Travaux, paru en 1945, lui a valu une certaine renommée. Avec Parcours (1), publié en 1950, il retrace les principales étapes de sa vie, depuis son enfance, en Lorraine, près du front pendant la première guerre mondiale. Un certain nombre de récits s’interrompent brutalement, et laissent souvent le lecteur sur sa faim. Avant tout se relatent un cheminement, des prises de conscience (anticléricales, antimilitaristes, sociales) et des engagements, sans rien cacher de ses doutes ou de ses contradictions.

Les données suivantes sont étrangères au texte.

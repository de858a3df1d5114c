use assert_cmd::Command;
use predicates::prelude::*;
use std::io::Write;
use tempfile::NamedTempFile;

fn config_file(content: &str) -> NamedTempFile {
    let mut file = NamedTempFile::new().expect("Failed to create temp config");
    file.write_all(content.as_bytes())
        .expect("Failed to write temp config");
    file
}

const TWO_POOLS: &str = r#"
[defaults]
retry_attempts = 50
retry_delay_ms = 2
reconnect_attempts = 2
reconnect_delay_ms = 0

[[pools]]
name = "primary"
capacity = 2

[[pools]]
name = "replica"
capacity = 1
retry_delay_ms = 5
"#;

fn respool() -> Command {
    Command::cargo_bin("respool").unwrap()
}

#[test]
fn test_check_prints_resolved_pools() {
    let config = config_file(TWO_POOLS);

    respool()
        .args(["check", "--config"])
        .arg(config.path())
        .assert()
        .success()
        .stdout(predicate::str::contains(
            "primary: capacity=2 retry=50x2ms reconnect=2x0ms",
        ))
        .stdout(predicate::str::contains("replica: capacity=1 retry=50x5ms"))
        .stdout(predicate::str::contains("Configuration OK: 2 pool(s)"));
}

#[test]
fn test_check_rejects_duplicate_names() {
    let config = config_file(
        r#"
[[pools]]
name = "db"
capacity = 1

[[pools]]
name = "db"
capacity = 2
"#,
    );

    respool()
        .args(["check", "--config"])
        .arg(config.path())
        .assert()
        .failure()
        .stderr(predicate::str::contains("defined more than once"));
}

#[test]
fn test_check_rejects_zero_capacity() {
    let config = config_file(
        r#"
[[pools]]
name = "db"
capacity = 0
"#,
    );

    respool()
        .args(["check", "--config"])
        .arg(config.path())
        .assert()
        .failure()
        .stderr(predicate::str::contains("positive capacity"));
}

#[test]
fn test_check_missing_file() {
    respool()
        .args(["check", "--config", "/nonexistent/respool.toml"])
        .assert()
        .failure()
        .stderr(predicate::str::contains("invalid pool configuration"));
}

#[test]
fn test_simulate_text_report() {
    let config = config_file(TWO_POOLS);

    respool()
        .args(["simulate", "--workers", "3", "--iterations", "5", "--hold-ms", "0"])
        .arg("--config")
        .arg(config.path())
        .assert()
        .success()
        .stdout(predicate::str::contains(
            "Simulated 3 worker(s) x 5 iteration(s) over primary,replica",
        ))
        .stdout(predicate::str::contains("succeeded:           15"))
        .stdout(predicate::str::contains("other errors:        0"))
        .stdout(predicate::str::contains("util"));
}

#[test]
fn test_simulate_json_report() {
    let config = config_file(TWO_POOLS);

    let output = respool()
        .args(["simulate", "--workers", "2", "--iterations", "4", "--json"])
        .args(["--pools", "replica"])
        .arg("--config")
        .arg(config.path())
        .output()
        .unwrap();
    assert!(output.status.success());

    let report: serde_json::Value = serde_json::from_slice(&output.stdout).unwrap();
    assert_eq!(report["succeeded"], 8);
    assert_eq!(report["pools"], serde_json::json!(["replica"]));

    let stats = report["stats"].as_array().unwrap();
    assert_eq!(stats.len(), 2);
    assert_eq!(stats[0]["acquired"], 0);
    assert_eq!(stats[1]["name"], "replica");
    assert_eq!(stats[1]["acquired"], 8);
    assert_eq!(stats[1]["borrowed"], 0);
}

#[test]
fn test_simulate_counts_factory_failures() {
    let config = config_file(
        r#"
[[pools]]
name = "flaky"
capacity = 1
reconnect_attempts = 1
reconnect_delay_ms = 0
"#,
    );

    let output = respool()
        .args(["simulate", "--workers", "1", "--iterations", "4", "--hold-ms", "0"])
        .args(["--fail-every", "1", "--json"])
        .arg("--config")
        .arg(config.path())
        .output()
        .unwrap();
    assert!(output.status.success());

    let report: serde_json::Value = serde_json::from_slice(&output.stdout).unwrap();
    assert_eq!(report["succeeded"], 0);
    assert_eq!(report["connection_failures"], 4);
    assert_eq!(report["other_errors"], 0);
    assert_eq!(report["stats"][0]["idle"], 1);
}

#[test]
fn test_simulate_unknown_pool() {
    let config = config_file(TWO_POOLS);

    respool()
        .args(["simulate", "--pools", "primary,ghost"])
        .arg("--config")
        .arg(config.path())
        .assert()
        .failure()
        .stderr(predicate::str::contains("pool 'ghost' is not defined"));
}

#[test]
fn test_invalid_log_level() {
    let config = config_file(TWO_POOLS);

    respool()
        .args(["--log-level", "loud", "check", "--config"])
        .arg(config.path())
        .assert()
        .failure()
        .stderr(predicate::str::contains("unknown log level"));
}
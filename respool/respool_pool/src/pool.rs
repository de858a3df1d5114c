//! Capacity-bounded pool with lazy construction.
//!
//! A pool owns `capacity` slots. Idle slots sit on a stack and are either
//! empty (nothing built yet) or hold a ready handle; borrowed handles are
//! tracked by id. Acquisition pops the most recently returned slot, builds a
//! resource if the slot is empty, and records the handle as borrowed.
//!
//! All slot bookkeeping happens under one mutex, and
//! `idle + borrowed + pending == capacity` holds whenever it is released.
//! The factory runs with the lock dropped; its slot is counted as
//! `pending` until the resource is ready or the slot is handed back.

use std::collections::HashMap;
use std::fmt;
use std::sync::Arc;
use std::thread;
use std::time::{Duration, Instant};

use log::{debug, info, log_enabled, trace, warn, Level};
use parking_lot::{Condvar, Mutex, RwLock};
use respool_core::{BoxError, HandleId, PoolConfig, PoolError, Result, RetryPolicy};

use crate::handle::{Handle, ReleaseGuard};
use crate::slot::Slot;
use crate::stats::{PoolCounters, PoolEvent, PoolStats, TelemetryHook};

type Factory<R> = dyn Fn() -> std::result::Result<R, BoxError> + Send + Sync;

struct PoolState<R> {
    slots: Vec<Slot<R>>,
    borrowed: HashMap<HandleId, Handle<R>>,
    pending: usize,
}

#[derive(Debug, Clone, Copy)]
struct Settings {
    retry: RetryPolicy,
    reconnect: RetryPolicy,
}

pub(crate) struct PoolShared<R> {
    name: String,
    capacity: usize,
    factory: Box<Factory<R>>,
    state: Mutex<PoolState<R>>,
    slot_freed: Condvar,
    settings: RwLock<Settings>,
    counters: PoolCounters,
    telemetry: RwLock<Option<TelemetryHook>>,
}

/// A pool of lazily constructed, reusable resources.
///
/// `Pool` is a cheap handle to shared state; clones refer to the same pool.
///
/// ```
/// use respool_pool::Pool;
///
/// let pool = Pool::from_fn("numbers", 2, || 42).unwrap();
///
/// let doubled = pool
///     .with_resource(|n| Ok::<_, respool_core::PoolError>(n * 2))
///     .unwrap();
///
/// assert_eq!(doubled, 84);
/// assert!(pool.is_full());
/// ```
pub struct Pool<R> {
    shared: Arc<PoolShared<R>>,
}

impl<R> Clone for Pool<R> {
    fn clone(&self) -> Self {
        Self {
            shared: Arc::clone(&self.shared),
        }
    }
}

impl<R> fmt::Debug for Pool<R> {
    fn fmt(&self, f: &mut fmt::Formatter<'_>) -> fmt::Result {
        f.debug_struct("Pool")
            .field("name", &self.shared.name)
            .field("capacity", &self.shared.capacity)
            .finish_non_exhaustive()
    }
}

/// Puts a reserved slot back as empty unless the construction completes.
struct Reservation<'a, R> {
    shared: &'a PoolShared<R>,
    armed: bool,
}

impl<R> Reservation<'_, R> {
    fn complete(mut self, state: &mut PoolState<R>) {
        state.pending -= 1;
        self.armed = false;
    }
}

impl<R> Drop for Reservation<'_, R> {
    fn drop(&mut self) {
        if !self.armed {
            return;
        }
        {
            let mut state = self.shared.state.lock();
            state.pending -= 1;
            state.slots.push(Slot::Empty);
        }
        self.shared.slot_freed.notify_one();
    }
}
//! Error types for the respool resource pool.
//!
//! `PoolError` is the single error type surfaced by pools, handles and
//! groups. Configuration problems have their own `ConfigError`, which
//! converts into `PoolError` so callers building pools from a file only
//! deal with one type.

use std::path::PathBuf;

use thiserror::Error;

/// Boxed error produced by a resource factory.
pub type BoxError = Box<dyn std::error::Error + Send + Sync + 'static>;

/// Result type used throughout respool.
pub type Result<T> = std::result::Result<T, PoolError>;

/// Errors raised by pools, handles and groups.
#[derive(Debug, Error)]
pub enum PoolError {
    /// No slot became free within the wait budget
    #[error("Pool '{pool}' is empty (size {capacity})")]
    Empty {
        /// Name of the exhausted pool
        pool: String,

        /// Capacity of the exhausted pool
        capacity: usize,
    },

    /// The factory kept failing until the reconnect budget ran out
    #[error("Pool '{pool}' failed to create a resource after {attempts} attempt(s): {source}")]
    Connection {
        /// Name of the pool whose factory failed
        pool: String,

        /// Number of factory calls made
        attempts: u32,

        /// The last factory failure
        #[source]
        source: BoxError,
    },

    /// A handle convenience call was made on a handle without a pool
    #[error("Handle is not associated with a pool")]
    NoOwner,

    /// A group lookup named a pool that is not registered
    #[error("Pool '{0}' not found")]
    NotFound(String),

    /// A group operation was called with arguments it cannot act on
    #[error("Invalid usage: {0}")]
    InvalidUsage(String),

    /// The handle is not currently borrowed from this pool
    #[error("Handle {id} is not borrowed from pool '{pool}'")]
    NotBorrowed {
        /// Name of the pool the handle was returned to
        pool: String,

        /// Identifier of the returned handle, or `<unassigned>`
        id: String,
    },

    /// Pool or group configuration is invalid
    #[error("Configuration error: {0}")]
    Config(#[from] ConfigError),
}

impl PoolError {
    /// Whether retrying the same call later may succeed.
    ///
    /// Exhaustion and factory failures depend on pool state; everything
    /// else is a programming or configuration mistake.
    pub fn is_transient(&self) -> bool {
        matches!(self, Self::Empty { .. } | Self::Connection { .. })
    }
}

/// Errors raised while loading or validating configuration.
#[derive(Debug, Error)]
pub enum ConfigError {
    /// The configuration file could not be read
    #[error("Failed to read {path}: {source}")]
    Io {
        /// Path that was being read
        path: PathBuf,

        /// Underlying I/O failure
        #[source]
        source: std::io::Error,
    },

    /// The configuration text is not valid TOML for the expected schema
    #[error("Failed to parse configuration: {0}")]
    Parse(#[from] toml::de::Error),

    /// The configuration parsed but violates a constraint
    #[error("Invalid configuration: {0}")]
    Invalid(String),
}
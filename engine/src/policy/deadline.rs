//! Deadline-aware policy
//!
//! Releases transactions within `urgency_threshold` ticks of their
//! deadline (including transactions already past it) and holds the rest.
//! Minimizes deadline penalties while preserving liquidity for longer.

use super::{Decision, EvalContext, Policy};

/// Deadline-aware policy: release expiring transactions first
#[derive(Debug)]
pub struct DeadlinePolicy {
    /// Ticks before deadline at which a transaction becomes urgent
    urgency_threshold: usize,
}

impl DeadlinePolicy {
    /// Create new deadline policy
    pub fn new(urgency_threshold: usize) -> Self {
        Self { urgency_threshold }
    }
}

impl Default for DeadlinePolicy {
    fn default() -> Self {
        Self::new(5)
    }
}

impl Policy for DeadlinePolicy {
    fn name(&self) -> &str {
        "deadline"
    }

    fn decide(&self, ctx: &EvalContext) -> Decision {
        let ticks_to_deadline = ctx
            .get_field("ticks_to_deadline")
            .expect("context always carries ticks_to_deadline");

        if ticks_to_deadline <= self.urgency_threshold as f64 {
            Decision::Release
        } else {
            Decision::Hold
        }
    }
}

#[cfg(test)]
mod tests {
    use super::*;
    use crate::costs::CostRates;
    use crate::models::agent::Agent;
    use crate::models::state::SimulationState;
    use crate::models::transaction::Transaction;
    use crate::policy::PolicyClock;

    fn ctx_at(tick: usize, deadline: usize) -> EvalContext {
        let tx = Transaction::new(
            "tx-1".to_string(),
            "BANK_A".to_string(),
            "BANK_B".to_string(),
            100_000,
            0,
            deadline,
        );
        let state = SimulationState::new(vec![
            Agent::new("BANK_A".to_string(), 1_000_000, 0),
            Agent::new("BANK_B".to_string(), 0, 0),
        ]);
        EvalContext::build(
            &tx,
            state.get_agent("BANK_A").unwrap(),
            &state,
            PolicyClock {
                tick,
                ticks_per_day: 100,
            },
            &CostRates::default(),
        )
    }

    #[test]
    fn test_urgent_released() {
        let policy = DeadlinePolicy::new(5);
        // deadline 10, tick 8 → 2 ticks remaining, urgent
        assert_eq!(policy.decide(&ctx_at(8, 10)), Decision::Release);
    }

    #[test]
    fn test_distant_held() {
        let policy = DeadlinePolicy::new(5);
        // deadline 50, tick 8 → 42 ticks remaining
        assert_eq!(policy.decide(&ctx_at(8, 50)), Decision::Hold);
    }

    #[test]
    fn test_past_deadline_released() {
        let policy = DeadlinePolicy::new(5);
        assert_eq!(policy.decide(&ctx_at(20, 10)), Decision::Release);
    }
}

Dans Passages (2), consacré à son enfance et à sa jeunesse, paru en 1982, il s’attarde davantage. Trente-cinq pages évoquent son premier séjour en Algérie — où il fut évacué à 12 ans par la Croix-Rouge. Avec cet ultime ouvrage, il déroule et entremêle ses thématiques fétiches, ferment de ses réflexions : la famille, l’école, la guerre, le travail et l’usine, l’évasion de « ce monde d’esclaves » et les rêves de « grand soir ». Il rapporte avec minutie les moments, les échanges, les lectures et les rencontres qui ont nourri sa révolte, en même temps que ses interrogations (...).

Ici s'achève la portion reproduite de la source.